TO DO = Work out how many lines in the entries below include the word "Some", and give only that figure.

Saved data entries:
§
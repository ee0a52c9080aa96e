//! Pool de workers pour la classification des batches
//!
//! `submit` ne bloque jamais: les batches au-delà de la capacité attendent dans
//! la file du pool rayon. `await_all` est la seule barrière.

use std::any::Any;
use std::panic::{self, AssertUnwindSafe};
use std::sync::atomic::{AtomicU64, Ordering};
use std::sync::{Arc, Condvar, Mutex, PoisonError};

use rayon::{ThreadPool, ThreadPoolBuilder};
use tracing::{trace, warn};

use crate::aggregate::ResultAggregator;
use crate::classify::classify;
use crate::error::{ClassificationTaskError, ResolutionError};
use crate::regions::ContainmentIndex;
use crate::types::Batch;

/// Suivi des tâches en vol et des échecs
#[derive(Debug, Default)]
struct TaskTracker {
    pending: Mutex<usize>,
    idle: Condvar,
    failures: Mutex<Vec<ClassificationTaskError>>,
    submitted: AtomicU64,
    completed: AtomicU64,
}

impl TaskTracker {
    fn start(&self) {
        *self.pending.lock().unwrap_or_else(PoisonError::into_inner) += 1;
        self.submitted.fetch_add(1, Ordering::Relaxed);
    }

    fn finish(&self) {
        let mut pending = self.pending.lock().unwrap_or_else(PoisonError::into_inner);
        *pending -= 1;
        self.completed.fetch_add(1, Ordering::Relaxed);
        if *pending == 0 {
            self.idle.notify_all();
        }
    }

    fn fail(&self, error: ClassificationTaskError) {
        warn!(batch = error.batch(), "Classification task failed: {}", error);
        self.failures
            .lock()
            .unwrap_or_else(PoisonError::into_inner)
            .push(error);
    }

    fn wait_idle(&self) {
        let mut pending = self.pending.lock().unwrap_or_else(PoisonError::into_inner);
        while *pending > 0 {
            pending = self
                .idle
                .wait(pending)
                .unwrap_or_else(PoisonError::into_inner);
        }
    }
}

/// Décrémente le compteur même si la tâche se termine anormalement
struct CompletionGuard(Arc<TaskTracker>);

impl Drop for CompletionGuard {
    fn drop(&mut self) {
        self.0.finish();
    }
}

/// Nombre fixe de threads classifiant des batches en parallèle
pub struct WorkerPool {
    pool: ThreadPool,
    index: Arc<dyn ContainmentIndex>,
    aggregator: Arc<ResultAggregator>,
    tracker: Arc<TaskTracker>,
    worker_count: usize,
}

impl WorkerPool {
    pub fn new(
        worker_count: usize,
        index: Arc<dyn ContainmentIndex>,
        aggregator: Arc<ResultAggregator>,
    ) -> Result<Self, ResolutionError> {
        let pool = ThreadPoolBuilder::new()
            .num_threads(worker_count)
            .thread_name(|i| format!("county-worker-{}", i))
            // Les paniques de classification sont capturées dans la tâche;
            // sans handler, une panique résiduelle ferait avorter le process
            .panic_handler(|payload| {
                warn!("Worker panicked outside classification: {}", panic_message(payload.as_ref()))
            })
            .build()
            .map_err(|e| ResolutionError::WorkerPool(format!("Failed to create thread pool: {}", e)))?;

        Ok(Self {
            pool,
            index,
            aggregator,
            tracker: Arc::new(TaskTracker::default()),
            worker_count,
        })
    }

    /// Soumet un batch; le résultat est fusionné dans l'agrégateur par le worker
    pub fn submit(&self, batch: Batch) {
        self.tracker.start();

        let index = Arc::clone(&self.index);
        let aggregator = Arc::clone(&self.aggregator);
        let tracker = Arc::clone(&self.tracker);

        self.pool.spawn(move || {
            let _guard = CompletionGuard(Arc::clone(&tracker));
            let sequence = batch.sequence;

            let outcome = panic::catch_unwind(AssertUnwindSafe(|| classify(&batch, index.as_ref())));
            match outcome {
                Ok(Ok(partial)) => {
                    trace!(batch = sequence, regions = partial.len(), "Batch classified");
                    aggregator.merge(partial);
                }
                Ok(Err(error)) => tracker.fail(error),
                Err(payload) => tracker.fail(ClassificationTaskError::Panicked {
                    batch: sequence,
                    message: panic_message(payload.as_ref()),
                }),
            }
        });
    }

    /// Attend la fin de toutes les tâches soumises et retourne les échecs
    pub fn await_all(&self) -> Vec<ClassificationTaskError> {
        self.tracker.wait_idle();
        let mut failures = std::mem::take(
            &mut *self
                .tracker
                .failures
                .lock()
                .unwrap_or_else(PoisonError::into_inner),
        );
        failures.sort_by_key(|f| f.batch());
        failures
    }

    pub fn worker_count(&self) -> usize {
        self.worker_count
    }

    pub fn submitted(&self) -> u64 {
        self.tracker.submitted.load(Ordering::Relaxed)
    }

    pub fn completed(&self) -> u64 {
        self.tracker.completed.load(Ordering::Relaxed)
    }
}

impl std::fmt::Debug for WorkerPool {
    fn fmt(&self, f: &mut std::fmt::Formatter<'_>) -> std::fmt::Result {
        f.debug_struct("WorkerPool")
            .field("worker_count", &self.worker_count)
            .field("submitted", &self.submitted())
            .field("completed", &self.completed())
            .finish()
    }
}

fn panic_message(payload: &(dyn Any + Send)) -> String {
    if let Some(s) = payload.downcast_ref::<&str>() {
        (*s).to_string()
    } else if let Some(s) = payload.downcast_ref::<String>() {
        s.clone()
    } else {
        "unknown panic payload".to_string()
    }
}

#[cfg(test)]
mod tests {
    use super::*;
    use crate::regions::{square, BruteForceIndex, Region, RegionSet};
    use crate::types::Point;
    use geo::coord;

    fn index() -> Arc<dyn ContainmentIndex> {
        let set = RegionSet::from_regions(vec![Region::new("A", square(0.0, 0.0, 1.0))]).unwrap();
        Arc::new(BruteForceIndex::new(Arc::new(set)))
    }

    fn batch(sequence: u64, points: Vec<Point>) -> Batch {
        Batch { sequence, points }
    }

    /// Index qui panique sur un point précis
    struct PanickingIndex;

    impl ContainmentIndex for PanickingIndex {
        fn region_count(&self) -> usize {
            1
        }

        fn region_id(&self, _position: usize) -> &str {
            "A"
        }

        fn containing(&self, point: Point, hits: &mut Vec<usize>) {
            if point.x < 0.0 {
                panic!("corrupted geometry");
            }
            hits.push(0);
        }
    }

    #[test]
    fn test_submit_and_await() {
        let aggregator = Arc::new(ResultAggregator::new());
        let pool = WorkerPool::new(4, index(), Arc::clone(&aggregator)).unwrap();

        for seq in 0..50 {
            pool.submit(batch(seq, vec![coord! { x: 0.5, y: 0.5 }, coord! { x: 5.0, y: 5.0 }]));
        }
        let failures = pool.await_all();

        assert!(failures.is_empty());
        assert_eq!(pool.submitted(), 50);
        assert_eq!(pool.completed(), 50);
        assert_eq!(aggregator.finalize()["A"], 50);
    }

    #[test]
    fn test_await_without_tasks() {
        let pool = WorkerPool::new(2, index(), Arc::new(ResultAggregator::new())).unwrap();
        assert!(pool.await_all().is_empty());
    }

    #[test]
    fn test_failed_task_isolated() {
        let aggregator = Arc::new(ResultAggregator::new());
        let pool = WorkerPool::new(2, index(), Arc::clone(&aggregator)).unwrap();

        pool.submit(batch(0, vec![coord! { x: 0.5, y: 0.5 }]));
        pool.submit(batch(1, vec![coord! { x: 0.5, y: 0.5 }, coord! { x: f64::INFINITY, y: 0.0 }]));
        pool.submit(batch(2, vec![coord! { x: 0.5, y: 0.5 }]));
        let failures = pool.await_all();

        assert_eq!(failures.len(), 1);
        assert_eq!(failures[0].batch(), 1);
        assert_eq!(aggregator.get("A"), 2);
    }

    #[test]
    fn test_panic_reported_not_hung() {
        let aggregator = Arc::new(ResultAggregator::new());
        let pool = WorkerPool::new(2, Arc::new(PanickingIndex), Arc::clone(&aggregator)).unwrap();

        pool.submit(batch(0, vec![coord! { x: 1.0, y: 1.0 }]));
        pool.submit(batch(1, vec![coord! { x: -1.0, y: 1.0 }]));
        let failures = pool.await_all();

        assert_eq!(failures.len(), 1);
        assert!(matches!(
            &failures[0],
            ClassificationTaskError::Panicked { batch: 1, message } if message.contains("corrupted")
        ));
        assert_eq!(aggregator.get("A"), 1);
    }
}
§
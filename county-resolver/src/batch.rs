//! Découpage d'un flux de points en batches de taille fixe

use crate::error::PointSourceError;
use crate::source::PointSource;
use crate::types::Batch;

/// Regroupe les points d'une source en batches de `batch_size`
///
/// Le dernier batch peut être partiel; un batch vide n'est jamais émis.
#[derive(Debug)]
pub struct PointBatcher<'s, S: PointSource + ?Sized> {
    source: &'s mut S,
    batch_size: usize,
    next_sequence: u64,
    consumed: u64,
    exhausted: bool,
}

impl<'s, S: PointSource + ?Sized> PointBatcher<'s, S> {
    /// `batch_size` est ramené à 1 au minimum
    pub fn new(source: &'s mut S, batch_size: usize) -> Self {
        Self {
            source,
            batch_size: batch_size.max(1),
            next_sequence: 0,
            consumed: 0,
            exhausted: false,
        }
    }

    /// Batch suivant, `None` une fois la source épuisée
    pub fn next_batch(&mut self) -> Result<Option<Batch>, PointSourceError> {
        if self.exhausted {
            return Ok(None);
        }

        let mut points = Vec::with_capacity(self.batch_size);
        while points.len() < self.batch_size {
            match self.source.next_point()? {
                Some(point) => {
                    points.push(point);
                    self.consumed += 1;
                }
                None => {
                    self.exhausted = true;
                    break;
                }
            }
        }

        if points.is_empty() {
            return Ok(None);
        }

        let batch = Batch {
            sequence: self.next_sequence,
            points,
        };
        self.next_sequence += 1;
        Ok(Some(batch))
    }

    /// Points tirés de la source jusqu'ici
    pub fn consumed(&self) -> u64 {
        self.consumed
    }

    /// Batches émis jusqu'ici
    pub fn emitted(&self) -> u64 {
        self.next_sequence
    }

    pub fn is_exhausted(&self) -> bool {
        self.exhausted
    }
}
§
RESPONSE AREA = 4